3. Prompt Optimization

Reduced token usage by 40% through prompt engineering:

OPTIMIZED_PROMPT = """Answer the question based solely on the provided context. 
Be concise but complete. If unsure, say "I don't have enough information."

Context: {context}

Question: {question}

Answer:"""

# vs original verbose prompt (300 tokens → 180 tokens)
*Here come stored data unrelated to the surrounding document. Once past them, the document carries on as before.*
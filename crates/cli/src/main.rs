use anyhow::{Context, Result};
use clap::{Args, Parser, Subcommand};
use commands::correlations::CorrelationsRequest;
use config::AppConfig;
use covariates::Covariate;
use dump_client::{Geocoder, PhotoFetcher};
use dump_correlate::DEFAULT_REPORT_LIMIT;
use dump_store::{Database, DirDatabase};
use std::path::PathBuf;
use std::sync::Arc;

mod commands;
mod config;
mod covariates;
mod report;

#[derive(Parser)]
#[command(name = "profile-dump")]
#[command(about = "Scan dating profiles and find the words that set groups apart", long_about = None)]
#[command(version)]
struct Cli {
    #[command(subcommand)]
    command: Commands,

    /// Enable verbose logging
    #[arg(short, long, global = true)]
    verbose: bool,

    /// Quiet mode: log only warnings/errors
    #[arg(short, long, global = true)]
    quiet: bool,

    /// TOML config file (store paths, HTTP and scan settings)
    #[arg(long, global = true)]
    config: Option<PathBuf>,
}

#[derive(Subcommand)]
enum Commands {
    /// Build an api file from a HAR capture read on stdin
    #[command(name = "generate-api")]
    GenerateApi,

    /// Dump profiles from random locations as JSON lines on stdout
    Scan(ScanArgs),

    /// Store JSON-lines profiles from stdin and download their photos
    Ingest,

    /// Report the bio words most correlated with profile properties
    Correlations(CorrelationsArgs),

    /// Count stored users per location
    Locations,

    /// Geocode user locations that are not stored yet
    #[command(name = "find-locations")]
    FindLocations,
}

#[derive(Args)]
struct ScanArgs {
    /// Api file written by `generate-api`
    api: PathBuf,

    /// Profiles to collect before moving to a new location (at least 1)
    #[arg(long, value_parser = clap::builder::RangedU64ValueParser::<usize>::new().range(1..))]
    per_location: Option<usize>,
}

#[derive(Args)]
struct CorrelationsArgs {
    /// country:<code>, gender:male, gender:female, under-24, over-40,
    /// over-six-foot or zodiac; repeatable (default: all)
    #[arg(long = "covariate", short = 'c')]
    covariates: Vec<Covariate>,

    /// Words listed per covariate
    #[arg(long, default_value_t = DEFAULT_REPORT_LIMIT)]
    limit: usize,

    /// Words left out of the report (comma-separated)
    #[arg(long, value_delimiter = ',')]
    ignore: Vec<String>,

    /// Emit JSON instead of text
    #[arg(long)]
    json: bool,
}

#[tokio::main]
async fn main() -> Result<()> {
    let cli = Cli::parse();

    let mut builder =
        env_logger::Builder::from_env(env_logger::Env::default().default_filter_or("info"));
    if cli.quiet {
        builder.filter_level(log::LevelFilter::Warn);
    } else if cli.verbose {
        builder.filter_level(log::LevelFilter::Debug);
    }
    builder.target(env_logger::Target::Stderr).init();

    let config = AppConfig::load(cli.config.as_deref())?;

    match cli.command {
        Commands::GenerateApi => commands::generate_api::run()?,
        Commands::Scan(args) => {
            commands::scan::run(&args.api, args.per_location, &config.client, &config.scan)
                .await?
        }
        Commands::Ingest => {
            let db: Arc<dyn Database> = Arc::new(open_store(&config)?);
            let fetcher = PhotoFetcher::new(&config.client)?;
            commands::ingest::run(std::io::stdin(), db, fetcher, &config.scan).await?;
        }
        Commands::Correlations(args) => {
            let db = open_store(&config)?;
            commands::correlations::run(
                &db,
                CorrelationsRequest {
                    covariates: args.covariates,
                    limit: args.limit,
                    ignore: args.ignore,
                    json: args.json,
                },
            )?
        }
        Commands::Locations => commands::locations::count(&open_store(&config)?)?,
        Commands::FindLocations => {
            let db = open_store(&config)?;
            let geocoder = Geocoder::new(&config.client)?;
            commands::locations::find(&db, &geocoder).await?
        }
    }
    Ok(())
}

fn open_store(config: &AppConfig) -> Result<DirDatabase> {
    DirDatabase::open(config.store.clone()).with_context(|| {
        format!(
            "Failed to open profile store at {}",
            config.store.root.display()
        )
    })
}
Monitoring & Observability

Custom Metrics

from prometheus_client import Counter, Histogram
import time

query_counter = Counter('chatbot_queries_total', 'Total queries')
query_duration = Histogram('chatbot_query_duration_seconds', 'Query duration')
relevance_score = Histogram('chatbot_relevance_score', 'Relevance score')

@query_duration.time()
async def query_with_metrics(question: str):
    query_counter.inc()
    
    result = chatbot.query(question)
    
    # Track relevance
    score = calculate_relevance(result)
    relevance_score.observe(score)
    
    return result

Alerting

Response time > 3s → Page on-call
Relevance score < 0.7 → Create ticket
Error rate > 1% → Alert engineering

Results & Impact

Performance Metrics:

Response Time: Average 1.8s (95th percentile: 2.5s)
Accuracy: 92% relevance score (human evaluation)
Availability: 99.9% uptime
Throughput: 50K queries/day peak

Business Impact:

Time Saved: 15 hours/employee/month on average
Cost Reduction: $200K annually vs traditional search
User Satisfaction: 4.6/5 rating
Adoption: 85% of employees using weekly

Cost Optimization:

Caching reduced OpenAI costs by 80%
Average cost per query: $0.008
Monthly infrastructure: $1,200

Challenges & Solutions

Challenge 1: Hallucinations

Problem: LLM occasionally fabricated information not in documents

Solution:

Strict prompt engineering with "only use context" instruction
Confidence scoring with source attribution
Fallback to "I don't know" for low confidence

Challenge 2: Long Document Handling

Problem: Important context spread across multiple chunks

Solution:

Implemented parent document retrieval
Context window optimization
Map-reduce for multi-document queries

Challenge 3: Cost at Scale

Problem: OpenAI costs scaling linearly with usage

Solution:

Multi-tier caching strategy
Prompt compression
Batch processing for indexing
Consider fine-tuned models for future

Future Enhancements

Multi-modal Support: Add image and table understanding
Fine-tuned Models: Custom model for domain-specific queries
Active Learning: User feedback loop for continuous improvement
Multi-language: Support for Spanish and French documents
Advanced Analytics: Query pattern analysis and auto-suggestions

Key Learnings

Chunking Strategy Matters: Spent 2 weeks optimizing chunk size and overlap - huge impact on relevance
Hybrid Search Wins: Combining semantic + keyword search improved accuracy by 15%
Caching is Critical: Early caching implementation saved thousands in API costs
User Feedback Loop: Regular evaluation with actual users prevented drift
Start Simple: MVP with basic RAG, then iterate based on real usage

Technical Highlights

Scalable Architecture: Horizontally scalable with container orchestration
Production-Ready: Comprehensive logging, monitoring, and alerting
Cost-Optimized: Multi-level caching and efficient resource usage
High Quality: 92% relevance through careful engineering
Well-Tested: 85% code coverage with integration tests

This project demonstrates end-to-end AI/ML engineering: from data processing to production deployment at scale with real business impact.